- **EXERCISE**
Reproduce the listing below exactly, from its first line down to and including the line with "use crate::core::module::ResolvedModule;".

- **THE DATA**
****************

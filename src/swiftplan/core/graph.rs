//! The resolved package graph the engine plans from.
//!
//! Resolution itself (version selection, manifest loading, source
//! discovery) happens upstream; what arrives here is already complete:
//! every dependency edge names a module or product that exists in the
//! graph. This module only indexes it and answers lookups.

use anyhow::{bail, format_err};
use indexmap::IndexMap;
use std::sync::Arc;
use swiftplan_platform::BuildCondition;

use crate::core::module::ResolvedModule;
use crate::core::package::{Package, PackageIdentity};
use crate::core::product::ResolvedProduct;
use crate::util::errors::PlanResult;

/// What a dependency edge points at.
#[derive(Clone, Debug, PartialEq)]
pub enum DependencyTarget {
    /// A module, by its graph-wide unique name.
    Module(String),
    /// A product of a specific package.
    Product {
        package: PackageIdentity,
        name: String,
    },
}

/// A typed dependency edge with an optional activation condition.
#[derive(Clone, Debug, PartialEq)]
pub struct ModuleDependency {
    pub target: DependencyTarget,
    pub condition: Option<BuildCondition>,
}

impl ModuleDependency {
    pub fn module(name: &str) -> ModuleDependency {
        ModuleDependency {
            target: DependencyTarget::Module(name.to_string()),
            condition: None,
        }
    }

    pub fn product(package: impl Into<PackageIdentity>, name: &str) -> ModuleDependency {
        ModuleDependency {
            target: DependencyTarget::Product {
                package: package.into(),
                name: name.to_string(),
            },
            condition: None,
        }
    }

    pub fn when(mut self, condition: BuildCondition) -> ModuleDependency {
        self.condition = Some(condition);
        self
    }
}

/// The resolved graph: packages, their modules and products, indexed for
/// lookup. Iteration order everywhere is insertion order, which makes
/// plan construction deterministic for identical inputs.
#[derive(Clone, Debug, Default)]
pub struct PackageGraph {
    packages: IndexMap<PackageIdentity, Package>,
    modules: IndexMap<String, Arc<ResolvedModule>>,
    products: IndexMap<(PackageIdentity, String), Arc<ResolvedProduct>>,
}

impl PackageGraph {
    pub fn new(
        packages: Vec<Package>,
        modules: Vec<ResolvedModule>,
        products: Vec<ResolvedProduct>,
    ) -> PlanResult<PackageGraph> {
        let mut graph = PackageGraph::default();
        for package in packages {
            if graph
                .packages
                .insert(package.identity().clone(), package)
                .is_some()
            {
                bail!("duplicate package identity in resolved graph");
            }
        }
        for module in modules {
            let name = module.name().to_string();
            if !graph.packages.contains_key(module.package()) {
                bail!(
                    "module '{}' belongs to unknown package '{}'",
                    name,
                    module.package()
                );
            }
            if graph.modules.insert(name.clone(), Arc::new(module)).is_some() {
                bail!("duplicate module name '{}' in resolved graph", name);
            }
        }
        for product in products {
            let key = (product.package().clone(), product.name().to_string());
            if !graph.packages.contains_key(&key.0) {
                bail!(
                    "product '{}' belongs to unknown package '{}'",
                    key.1,
                    key.0
                );
            }
            graph.products.insert(key, Arc::new(product));
        }
        graph.check_edges()?;
        Ok(graph)
    }

    /// Every edge must point at a module or product present in the graph;
    /// a dangling edge means resolution upstream went wrong.
    fn check_edges(&self) -> PlanResult<()> {
        for module in self.modules.values() {
            for dep in module.dependencies() {
                match &dep.target {
                    DependencyTarget::Module(name) => {
                        if !self.modules.contains_key(name) {
                            bail!(
                                "module '{}' depends on unknown module '{}'",
                                module.name(),
                                name
                            );
                        }
                    }
                    DependencyTarget::Product { package, name } => {
                        if self.product(package, name).is_none() {
                            bail!(
                                "module '{}' depends on unknown product '{}' of package '{}'",
                                module.name(),
                                name,
                                package
                            );
                        }
                    }
                }
            }
        }
        for product in self.products.values() {
            for member in product.modules() {
                if !self.modules.contains_key(member) {
                    bail!(
                        "product '{}' lists unknown module '{}'",
                        product.name(),
                        member
                    );
                }
            }
        }
        Ok(())
    }

    pub fn packages(&self) -> impl Iterator<Item = &Package> {
        self.packages.values()
    }

    pub fn package(&self, identity: &PackageIdentity) -> Option<&Package> {
        self.packages.get(identity)
    }

    pub fn package_of_module(&self, module: &ResolvedModule) -> PlanResult<&Package> {
        self.packages
            .get(module.package())
            .ok_or_else(|| format_err!("unknown package '{}'", module.package()))
    }

    pub fn modules(&self) -> impl Iterator<Item = &Arc<ResolvedModule>> {
        self.modules.values()
    }

    pub fn module(&self, name: &str) -> Option<&Arc<ResolvedModule>> {
        self.modules.get(name)
    }

    pub fn products(&self) -> impl Iterator<Item = &Arc<ResolvedProduct>> {
        self.products.values()
    }

    pub fn product(&self, package: &PackageIdentity, name: &str) -> Option<&Arc<ResolvedProduct>> {
        self.products.get(&(package.clone(), name.to_string()))
    }

    /// Products of root packages, the starting points of plan assembly.
    pub fn root_products(&self) -> Vec<Arc<ResolvedProduct>> {
        self.products
            .values()
            .filter(|p| {
                self.packages
                    .get(p.package())
                    .map_or(false, |pkg| pkg.is_root())
            })
            .cloned()
            .collect()
    }

    /// Insert a module synthesized during plan construction (e.g. test
    /// discovery). The name must not collide with a resolved module.
    pub(crate) fn insert_derived_module(&mut self, module: ResolvedModule) -> PlanResult<()> {
        let name = module.name().to_string();
        if self.modules.insert(name.clone(), Arc::new(module)).is_some() {
            bail!("derived module '{}' collides with a resolved module", name);
        }
        Ok(())
    }

    /// Insert a product synthesized during plan construction (e.g. the
    /// test entry point).
    pub(crate) fn insert_derived_product(&mut self, product: ResolvedProduct) -> PlanResult<()> {
        let key = (product.package().clone(), product.name().to_string());
        if self.products.insert(key, Arc::new(product)).is_some() {
            bail!("derived product collides with a resolved product");
        }
        Ok(())
    }

    /// Test modules grouped by owning root package, for test-product
    /// synthesis. Order follows package then module insertion order.
    pub fn test_modules_by_root_package(&self) -> Vec<(&Package, Vec<Arc<ResolvedModule>>)> {
        let mut out = Vec::new();
        for package in self.packages.values().filter(|p| p.is_root()) {
            let tests: Vec<_> = self
                .modules
                .values()
                .filter(|m| m.package() == package.identity() && m.is_test())
                .cloned()
                .collect();
            if !tests.is_empty() {
                out.push((package, tests));
            }
        }
        out
    }
}
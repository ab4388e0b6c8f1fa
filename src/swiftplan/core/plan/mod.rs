//! Build-plan construction.
//!
//! [`BuildPlan::new`] lowers the resolved graph into per-(module,
//! destination) and per-(product, destination) build descriptions. The
//! same module may legitimately appear twice — once per destination —
//! when it is reachable both at run time and through a macro or plugin
//! edge; consumers must always pass the destination when looking up a
//! description.

use indexmap::IndexMap;
use serde::Serialize;
use std::sync::Arc;
use swiftplan_platform::Triple;
use tracing::debug;

use crate::core::graph::PackageGraph;
use crate::core::module::{ModuleKind, ResolvedModule};
use crate::core::package::{Package, PackageIdentity};
use crate::core::product::{ProductKind, ResolvedProduct};
use crate::util::errors::PlanResult;
use crate::util::{Diagnostics, FileSystem};

pub use self::closure::{Closure, ClosureKind, ClosureResolver};
pub use self::layout::Layout;
pub use self::module_description::{
    BinaryModuleBuildDescription, ClangModuleBuildDescription, ModuleBuildDescription,
    PluginModuleBuildDescription, SwiftModuleBuildDescription, SystemModuleBuildDescription,
};
pub use self::parameters::{
    BuildParameters, DebuggingParameters, DriverParameters, Flags, IndexStoreMode,
    LinkingParameters, LtoMode, Sanitizer,
};
pub use self::product_description::ProductBuildDescription;
pub use self::serialize::{SerializedModule, SerializedPlan, SerializedProduct};
pub use self::toolchain::Toolchain;

pub mod closure;
pub mod layout;
pub mod module_description;
pub mod parameters;
pub mod product_description;
mod serialize;
pub mod toolchain;
mod validate;

/// Whether an artifact is built for the machine the user targets, or for
/// the machine running the build (macros, plugins, and their
/// dependencies). The two coincide only when not cross-compiling, and
/// even then they are planned separately.
#[derive(Clone, Copy, Debug, Eq, Hash, Ord, PartialEq, PartialOrd, Serialize)]
#[serde(rename_all = "lowercase")]
pub enum Destination {
    Target,
    Host,
}

/// Everything description builders need to see, bundled so signatures
/// stay small.
pub(crate) struct PlanContext<'a> {
    pub graph: &'a PackageGraph,
    pub toolchain: &'a Toolchain,
    pub target_parameters: &'a BuildParameters,
    pub host_parameters: &'a BuildParameters,
    pub target_layout: Layout,
    pub host_layout: Layout,
    pub fs: &'a dyn FileSystem,
}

****************

- **ANSWER FOR THE TASK**
filename src/swiftplan/core/graph.rs
//! The resolved package graph the engine plans from.
//!
//! Resolution itself (version selection, manifest loading, source
//! discovery) happens upstream; what arrives here is already complete:
//! every dependency edge names a module or product that exists in the
//! graph. This module only indexes it and answers lookups.

use anyhow::{bail, format_err};
use indexmap::IndexMap;
use std::sync::Arc;
use swiftplan_platform::BuildCondition;

use crate::core::module::ResolvedModule;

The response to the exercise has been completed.